[[ Material shown, beginning ]]
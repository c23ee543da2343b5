//! Queue draining for `trail ingest`.
//!
//! Wraps the core pipeline with the file-level concerns it leaves to the
//! application: the run lock on `<db>.ingest.lock`, reading the queue,
//! appending the day's archive file, and clearing the consumed part of the
//! queue. The queue is cleared only after the pipeline has persisted every
//! record, so a failed run is retried in full next time.
//!
//! # Queue lock protocol
//!
//! The capture agent must hold an exclusive advisory lock (`flock`) on the
//! queue file for each append and write whole `\n`-terminated lines.
//! `ingest` takes the same lock while it snapshots the queue and again while
//! it cuts the consumed prefix, which is done in place so appends through an
//! already-open descriptor stay on the same file.

use std::fs::{self, File, OpenOptions};
use std::io::{Read, Seek, SeekFrom, Write};
use std::path::{Path, PathBuf};

use anyhow::{Context, Result};

use webtrail_core::blocklist::BlockedDomainSet;
use webtrail_core::embedding::{BatchOptions, EmbeddingProvider};
use webtrail_core::error::TrailError;
use webtrail_core::pipeline::{IngestReport, Pipeline, PipelineOptions};
use webtrail_core::store::RecordStore;

use crate::config::Config;
use crate::db;
use crate::embedding;
use crate::extract::default_registry;
use crate::sqlite_store::SqliteStore;

/// `trail ingest`: drain the queue once and print the run report.
pub async fn run_ingest(config: &Config, dry_run: bool) -> Result<()> {
    let pool = db::connect(config).await?;
    let store = SqliteStore::new(pool.clone());
    let embedder = embedding::create_provider(&config.embedding)?;

    let report = ingest_queue(config, &store, embedder.as_deref(), dry_run).await?;

    println!("ingest{}", if dry_run { " (dry-run)" } else { "" });
    println!("  lines read: {}", report.lines);
    println!("  ingested: {}", report.ingested);
    println!("  duplicates: {}", report.duplicates);
    println!("  blocked: {}", report.blocked);
    println!("  parse failures: {}", report.parse_failures);
    println!("  extraction fallbacks: {}", report.extraction_fallbacks);
    println!("  redacted: {}", report.redacted);
    if config.embedding.is_enabled() && !dry_run {
        println!("  embed failures: {}", report.embed_failures);
    }
    if report.degraded {
        println!("degraded (run `trail embed pending` to retry)");
    } else {
        println!("ok");
    }

    pool.close().await;
    Ok(())
}

/// Run one ingestion pass under the run lock. Fails with
/// [`TrailError::IngestLocked`] if another run holds it.
pub async fn ingest_queue(
    config: &Config,
    store: &dyn RecordStore,
    embedder: Option<&dyn EmbeddingProvider>,
    dry_run: bool,
) -> Result<IngestReport> {
    let lock_path = config.db.ingest_lock_path();
    let lock_file = OpenOptions::new()
        .create(true)
        .truncate(false)
        .write(true)
        .open(&lock_path)
        .with_context(|| format!("Failed to open lock file: {}", lock_path.display()))?;
    let mut lock = fd_lock::RwLock::new(lock_file);
    let _guard = lock.try_write().map_err(|_| TrailError::IngestLocked {
        lock_path: lock_path.display().to_string(),
    })?;

    let snapshot = read_queue(&config.queue.path)?;
    if snapshot.consumed == 0 {
        tracing::debug!(queue = %config.queue.path.display(), "queue empty");
        return Ok(IngestReport::default());
    }
    if snapshot.invalid_utf8 > 0 {
        tracing::warn!(lines = snapshot.invalid_utf8, "skipping queue lines that are not valid UTF-8");
    }

    let blocked: BlockedDomainSet = store.list_blocked_domains().await?.into_iter().collect();
    let opts = PipelineOptions {
        batch: BatchOptions {
            batch_size: config.embedding.batch_size,
            max_chars: config.embedding.max_chars,
        },
        commit_batch_size: config.queue.commit_batch_size,
        dry_run,
    };

    let mut output = Pipeline::new(default_registry())
        .run(store, embedder, &blocked, &snapshot.lines, &opts)
        .await?;
    output.report.lines += snapshot.invalid_utf8;
    output.report.parse_failures += snapshot.invalid_utf8;

    if dry_run {
        return Ok(output.report);
    }

    let archive = archive_path(&config.queue.archive_dir, chrono::Utc::now().date_naive());
    append_archive(&archive, &output.archive_lines)?;
    clear_consumed(&config.queue.path, snapshot.consumed)?;
    tracing::info!(
        archived = output.archive_lines.len(),
        archive = %archive.display(),
        "queue drained"
    );

    Ok(output.report)
}

/// Complete lines of the queue at the moment it was read.
#[derive(Debug, Default)]
struct QueueSnapshot {
    /// Byte length of the complete-line prefix handed to the pipeline.
    consumed: usize,
    lines: Vec<String>,
    /// Lines dropped because they are not valid UTF-8.
    invalid_utf8: usize,
}

fn open_queue(path: &Path) -> Result<Option<File>> {
    match OpenOptions::new().read(true).write(true).open(path) {
        Ok(f) => Ok(Some(f)),
        Err(e) if e.kind() == std::io::ErrorKind::NotFound => Ok(None),
        Err(e) => Err(e).with_context(|| format!("Failed to open queue: {}", path.display())),
    }
}

/// Snapshot the queue under its lock. A missing queue file is empty.
fn read_queue(path: &Path) -> Result<QueueSnapshot> {
    let Some(file) = open_queue(path)? else {
        return Ok(QueueSnapshot::default());
    };
    let mut lock = fd_lock::RwLock::new(file);
    let mut guard = lock
        .write()
        .with_context(|| format!("Failed to lock queue: {}", path.display()))?;
    let mut bytes = Vec::new();
    guard
        .read_to_end(&mut bytes)
        .with_context(|| format!("Failed to read queue: {}", path.display()))?;
    drop(guard);

    // A trailing partial line is still being written by the producer.
    let consumed = match bytes.iter().rposition(|&b| b == b'\n') {
        Some(idx) => idx + 1,
        None => 0,
    };
    let mut snapshot = QueueSnapshot {
        consumed,
        ..Default::default()
    };
    for raw in bytes[..consumed].split(|&b| b == b'\n') {
        match std::str::from_utf8(raw) {
            Ok(line) => snapshot.lines.push(line.trim_end_matches('\r').to_string()),
            Err(_) => snapshot.invalid_utf8 += 1,
        }
    }
    Ok(snapshot)
}

pub fn archive_path(dir: &Path, date: chrono::NaiveDate) -> PathBuf {
    dir.join(format!("archive-{}.jsonl", date.format("%Y-%m-%d")))
}

fn append_archive(path: &Path, lines: &[String]) -> Result<()> {
    if lines.is_empty() {
        return Ok(());
    }
    if let Some(parent) = path.parent() {
        fs::create_dir_all(parent)?;
    }
    let mut file = OpenOptions::new()
        .create(true)
        .append(true)
        .open(path)
        .with_context(|| format!("Failed to open archive: {}", path.display()))?;
    let mut buf = String::new();
    for line in lines {
        buf.push_str(line);
        buf.push('\n');
    }
    file.write_all(buf.as_bytes())?;
    file.sync_data()?;
    Ok(())
}

/// Drop the first `consumed` bytes of the queue, keeping anything appended
/// since it was read. Runs under the queue lock and rewrites the file in
/// place.
fn clear_consumed(path: &Path, consumed: usize) -> Result<()> {
    let Some(file) = open_queue(path)? else {
        return Ok(());
    };
    let mut lock = fd_lock::RwLock::new(file);
    let mut guard = lock
        .write()
        .with_context(|| format!("Failed to lock queue: {}", path.display()))?;
    let file: &mut File = &mut guard;

    let mut remainder = Vec::new();
    file.seek(SeekFrom::Start(consumed as u64))?;
    file.read_to_end(&mut remainder)?;
    file.set_len(0)?;
    file.seek(SeekFrom::Start(0))?;
    file.write_all(&remainder)
        .with_context(|| format!("Failed to rewrite queue: {}", path.display()))?;
    file.sync_data()?;
    Ok(())
}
[[ Material shown, end ]]
What you return should be exactly the lines above, starting at the one with "The capture agent" and ending at the one with "pub async fn run_ingest(config: &Config, dry_run: bool)", and nothing else.

--- Answer area ---
//! The capture agent must hold an exclusive advisory lock (`flock`) on the
//! queue file for each append and write whole `\n`-terminated lines.
//! `ingest` takes the same lock while it snapshots the queue and again while
//! it cuts the consumed prefix, which is done in place so appends through an
//! already-open descriptor stay on the same file.

use std::fs::{self, File, OpenOptions};
use std::io::{Read, Seek, SeekFrom, Write};
use std::path::{Path, PathBuf};

use anyhow::{Context, Result};

use webtrail_core::blocklist::BlockedDomainSet;
use webtrail_core::embedding::{BatchOptions, EmbeddingProvider};
use webtrail_core::error::TrailError;
use webtrail_core::pipeline::{IngestReport, Pipeline, PipelineOptions};
use webtrail_core::store::RecordStore;

use crate::config::Config;
use crate::db;
use crate::embedding;
use crate::extract::default_registry;
use crate::sqlite_store::SqliteStore;

/// `trail ingest`: drain the queue once and print the run report.
pub async fn run_ingest(config: &Config, dry_run: bool) -> Result<()> {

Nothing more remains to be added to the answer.